[PROVIDED MATERIAL Boundary: Start]

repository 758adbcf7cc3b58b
//! jobguard core: job records, the per-page session state machine and the
//! presenter. Pure code; all IO lives in `jobguard_engine` and the host.
mod dedup;
mod effect;
pub mod limits;
mod msg;
mod overlay;
mod present;
mod record;
mod state;
mod update;
mod verdict;
mod view_model;

pub use dedup::{dedup_key, DedupTracker};
pub use effect::{AnalysisRequest, Effect};
pub use msg::Msg;
pub use overlay::{Overlay, OverlayKind, OverlaySlots};
pub use present::{
    error_panel, loading_panel, manual_entry_panel, result_panel, tone_for, Panel, Tone,
    VerdictPanel, LOADING_MESSAGE, SERVER_GUIDANCE,
};
pub use record::{JobFields, JobRecord};
pub use state::{AutoPhase, Origin, PageKind, PageSession, RequestId};
pub use update::{update, MANUAL_SOURCE};
pub use verdict::{AnalysisError, AnalysisOutcome, AnalysisResult, FailureKind, Prediction};
pub use view_model::{OverlayView, SessionView};
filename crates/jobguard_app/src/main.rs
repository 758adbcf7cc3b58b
mod platform;

fn main() -> anyhow::Result<()> {
    platform::run_app()
}
use crate::limits::{truncate_chars, MAX_ANALYSIS_CHARS, MAX_HEADER_FIELD};

/// Structured fields scraped from a page or a listing card.
#[derive(Debug, Clone, PartialEq, Eq, Default)]
pub struct JobFields {
    pub title: String,
    pub company: String,
    pub location: Option<String>,
    pub salary: Option<String>,
    pub description: String,
}

/// One job posting, ready to be sent for analysis.
///
/// `text` is derived from the other fields by a fixed template and is never
/// edited on its own; manual records carry the user's text instead and leave
/// the structured fields empty. Records are rebuilt, never mutated.
#[derive(Debug, Clone, PartialEq, Eq)]
pub struct JobRecord {
    title: String,
    company: String,
    location: Option<String>,
    salary: Option<String>,
    description: String,
    text: String,
    url: String,
}

impl JobRecord {
    /// Builds a record and composes `text`, capped at [`MAX_ANALYSIS_CHARS`].
    pub fn from_fields(fields: JobFields, url: impl Into<String>) -> Self {
        Self::from_fields_with_limit(fields, url, MAX_ANALYSIS_CHARS)
    }

    /// Builds a record whose `text` is capped at `max_chars` characters.
    pub fn from_fields_with_limit(
        fields: JobFields,
        url: impl Into<String>,
        max_chars: usize,
    ) -> Self {
        let fields = JobFields {
            title: fields.title.trim().to_string(),
            company: fields.company.trim().to_string(),
            location: non_empty(fields.location),
            salary: non_empty(fields.salary),
            description: fields.description.trim().to_string(),
        };
        let text = compose_text(&fields, max_chars);
        Self {
            title: fields.title,
            company: fields.company,
            location: fields.location,
            salary: fields.salary,
            description: fields.description,
            text,
            url: url.into(),
        }
    }

    /// Wraps free-form user input; no structured fields are set.
    pub fn manual(text: &str, url: impl Into<String>) -> Self {
        Self::manual_with_limit(text, url, MAX_ANALYSIS_CHARS)
    }

    pub fn manual_with_limit(text: &str, url: impl Into<String>, max_chars: usize) -> Self {
        Self {
            title: String::new(),
            company: String::new(),
            location: None,
            salary: None,
            description: String::new(),
            text: truncate_chars(text.trim(), max_chars).to_string(),
            url: url.into(),
        }
    }

    pub fn title(&self) -> &str {
        &self.title
    }

    pub fn company(&self) -> &str {
        &self.company
    }

    pub fn location(&self) -> Option<&str> {
        self.location.as_deref()
    }

    pub fn salary(&self) -> Option<&str> {
        self.salary.as_deref()
    }

    pub fn description(&self) -> &str {
        &self.description
    }

    pub fn text(&self) -> &str {
        &self.text
    }

    pub fn url(&self) -> &str {
        &self.url
    }

    /// Length of `text` in characters.
    pub fn text_len(&self) -> usize {
        self.text.chars().count()
    }

    /// True when `text` is strictly longer than `min_chars`.
    pub fn is_sufficient(&self, min_chars: usize) -> bool {
        self.text_len() > min_chars
    }
}

fn non_empty(value: Option<String>) -> Option<String> {
    value
        .map(|v| v.trim().to_string())
        .filter(|v| !v.is_empty())
}

fn compose_text(fields: &JobFields, max_chars: usize) -> String {
    let mut text = String::new();
    text.push_str("JOB TITLE: ");
    text.push_str(truncate_chars(&fields.title, MAX_HEADER_FIELD));
    text.push_str("\nCOMPANY: ");
    text.push_str(truncate_chars(&fields.company, MAX_HEADER_FIELD));
    if let Some(location) = &fields.location {
        text.push_str("\nLOCATION: ");
        text.push_str(truncate_chars(location, MAX_HEADER_FIELD));
    }
    if let Some(salary) = &fields.salary {
        text.push_str("\nSALARY: ");
        text.push_str(truncate_chars(salary, MAX_HEADER_FIELD));
    }
    text.push_str("\nDESCRIPTION: ");
    text.push_str(&fields.description);
    truncate_chars(&text, max_chars).to_string()
}
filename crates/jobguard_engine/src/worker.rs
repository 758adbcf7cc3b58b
use std::sync::{mpsc, Arc};
use std::thread;
use std::time::Duration;

use jobguard_core::{AnalysisError, AnalysisRequest, FailureKind};

use crate::relay::Analyzer;
use crate::RelayEvent;

enum RelayCommand {
    Analyze(AnalysisRequest),
}

/// Runs analyses on a background thread with its own tokio runtime.
///
/// Requests run concurrently and independently; completions arrive on the
/// event channel in whatever order the service answers.
pub struct RelayHandle {
    cmd_tx: mpsc::Sender<RelayCommand>,
    event_rx: mpsc::Receiver<RelayEvent>,
}

impl RelayHandle {
    pub fn new(analyzer: Arc<dyn Analyzer>) -> Self {
        let (cmd_tx, cmd_rx) = mpsc::channel();
        let (event_tx, event_rx) = mpsc::channel();

        thread::spawn(move || {
            let runtime = match tokio::runtime::Runtime::new() {
                Ok(runtime) => runtime,
                Err(err) => {
                    jobguard_logging::guard_error!("relay runtime failed to start: {err}");
                    fail_all(cmd_rx, event_tx, &err.to_string());
                    return;
                }
            };
            while let Ok(command) = cmd_rx.recv() {
                let analyzer = analyzer.clone();
                let event_tx = event_tx.clone();
                runtime.spawn(async move {
                    handle_command(analyzer.as_ref(), command, event_tx).await;
                });
            }
            // Let in-flight analyses report before the runtime drops.
            runtime.shutdown_timeout(Duration::from_secs(1));
        });

        Self { cmd_tx, event_rx }
    }

    pub fn submit(&self, request: AnalysisRequest) {
        let request_id = request.request_id;
        if self.cmd_tx.send(RelayCommand::Analyze(request)).is_err() {
            jobguard_logging::guard_error!("relay worker is gone; request {request_id} dropped");
        }
    }

    pub fn recv_timeout(&self, timeout: Duration) -> Option<RelayEvent> {
        self.event_rx.recv_timeout(timeout).ok()
    }
}

async fn handle_command(
    analyzer: &dyn Analyzer,
    command: RelayCommand,
    event_tx: mpsc::Sender<RelayEvent>,
) {
    match command {
        RelayCommand::Analyze(request) => {
            jobguard_logging::guard_debug!(
                "request {} started ({} / {})",
                request.request_id,
                request.title,
                request.company
            );
            let result = analyzer
                .analyze_job(&request.text, &request.title, &request.company, &request.source)
                .await;
            let _ = event_tx.send(RelayEvent::Completed {
                request_id: request.request_id,
                result,
            });
        }
    }
}

/// Answers every request with a transport error when no runtime is available.
fn fail_all(
    cmd_rx: mpsc::Receiver<RelayCommand>,
    event_tx: mpsc::Sender<RelayEvent>,
    reason: &str,
) {
    while let Ok(RelayCommand::Analyze(request)) = cmd_rx.recv() {
        let _ = event_tx.send(RelayEvent::Completed {
            request_id: request.request_id,
            result: Err(AnalysisError::new(
                FailureKind::Transport,
                format!("Analysis unavailable: {reason}"),
            )),
        });
    }
}
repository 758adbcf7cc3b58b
use std::sync::Arc;
use std::time::Duration;

use jobguard_core::{AnalysisError, AnalysisOutcome, FailureKind};
use serde::{Deserialize, Serialize};

use crate::wire::{decode_reply, AnalyzeBody, CheckJobBody};

pub const DEFAULT_SERVER_URL: &str = "http://127.0.0.1:5000";

/// Which generation of the analysis service to talk to.
#[derive(Debug, Clone, Copy, PartialEq, Eq, Default, Serialize, Deserialize)]
pub enum ApiFlavor {
    /// `POST /analyze` answering with a structured verdict.
    #[default]
    Analyze,
    /// `POST /check_job` answering with `{output: "Verdict: ..."}`.
    CheckJob,
}

impl ApiFlavor {
    pub fn path(self) -> &'static str {
        match self {
            ApiFlavor::Analyze => "/analyze",
            ApiFlavor::CheckJob => "/check_job",
        }
    }
}

#[derive(Debug, Clone)]
pub struct RelaySettings {
    pub base_url: String,
    pub flavor: ApiFlavor,
    pub connect_timeout: Duration,
    /// `None` waits as long as the service takes; analyses can run for minutes.
    pub request_timeout: Option<Duration>,
}

impl Default for RelaySettings {
    fn default() -> Self {
        Self {
            base_url: DEFAULT_SERVER_URL.to_string(),
            flavor: ApiFlavor::default(),
            connect_timeout: Duration::from_secs(10),
            request_timeout: None,
        }
    }
}

impl RelaySettings {
    pub fn endpoint(&self) -> String {
        format!("{}{}", self.base_url.trim_end_matches('/'), self.flavor.path())
    }
}

/// Sends job text for classification. Every failure comes back as an
/// [`AnalysisError`] value; implementations never panic on bad replies.
#[async_trait::async_trait]
pub trait Analyzer: Send + Sync {
    async fn analyze(&self, text: &str, source: &str) -> AnalysisOutcome;

    /// Same as [`Analyzer::analyze`] but also hands over the posting's title
    /// and company, for implementations that forward them.
    async fn analyze_job(
        &self,
        text: &str,
        _title: &str,
        _company: &str,
        source: &str,
    ) -> AnalysisOutcome {
        self.analyze(text, source).await
    }
}

#[async_trait::async_trait]
impl<A: Analyzer + ?Sized> Analyzer for Arc<A> {
    async fn analyze(&self, text: &str, source: &str) -> AnalysisOutcome {
        (**self).analyze(text, source).await
    }

    async fn analyze_job(
        &self,
        text: &str,
        title: &str,
        company: &str,
        source: &str,
    ) -> AnalysisOutcome {
        (**self).analyze_job(text, title, company, source).await
    }
}

#[derive(Debug, Clone, Default)]
pub struct HttpAnalyzer {
    settings: RelaySettings,
}

impl HttpAnalyzer {
    pub fn new(settings: RelaySettings) -> Self {
        Self { settings }
    }

    pub fn settings(&self) -> &RelaySettings {
        &self.settings
    }

    fn build_client(&self) -> Result<reqwest::Client, AnalysisError> {
        let mut builder = reqwest::Client::builder().connect_timeout(self.settings.connect_timeout);
        if let Some(timeout) = self.settings.request_timeout {
            builder = builder.timeout(timeout);
        }
        builder
            .build()
            .map_err(|err| AnalysisError::new(FailureKind::Transport, err.to_string()))
    }

    fn request(&self, client: &reqwest::Client, text: &str, source: &str) -> reqwest::RequestBuilder {
        let post = client.post(self.settings.endpoint());
        match self.settings.flavor {
            ApiFlavor::Analyze => post.json(&AnalyzeBody {
                job_text: text,
                source,
            }),
            ApiFlavor::CheckJob => post.json(&CheckJobBody {
                text,
                job_text: text,
                source,
            }),
        }
    }
}

#[async_trait::async_trait]
impl Analyzer for HttpAnalyzer {
    async fn analyze(&self, text: &str, source: &str) -> AnalysisOutcome {
        let client = self.build_client()?;
        jobguard_logging::guard_info!(
            "sending {} chars from {source} to {}",
            text.chars().count(),
            self.settings.endpoint()
        );

        let response = self
            .request(&client, text, source)
            .send()
            .await
            .map_err(|err| transport_error(&self.settings.base_url, err))?;
        let status = response.status().as_u16();
        let body = response
            .bytes()
            .await
            .map_err(|err| transport_error(&self.settings.base_url, err))?;

        let outcome = decode_reply(status, &body);
        match &outcome {
            Ok(result) => jobguard_logging::guard_info!(
                "analysis finished: {} ({:.2})",
                result.prediction.as_str(),
                result.confidence
            ),
            Err(err) => jobguard_logging::guard_warn!("analysis failed: {err}"),
        }
        outcome
    }
}

fn transport_error(base_url: &str, err: reqwest::Error) -> AnalysisError {
    jobguard_logging::guard_error!("analysis request to {base_url} failed: {err}");
    let message = if err.is_timeout() {
        "The analysis server took too long to answer.".to_string()
    } else {
        format!("Could not reach the analysis server at {base_url}. Make sure the local server is running.")
    };
    AnalysisError::new(FailureKind::Transport, message)
}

[PROVIDED MATERIAL Boundary: End]

> [WORK TO BE COMPLETED]
Which of the lines above mention the word "reason"? Pull those lines out.

> [TASK SOLUTION]
    reason: &str,
                format!("Analysis unavailable: {reason}"),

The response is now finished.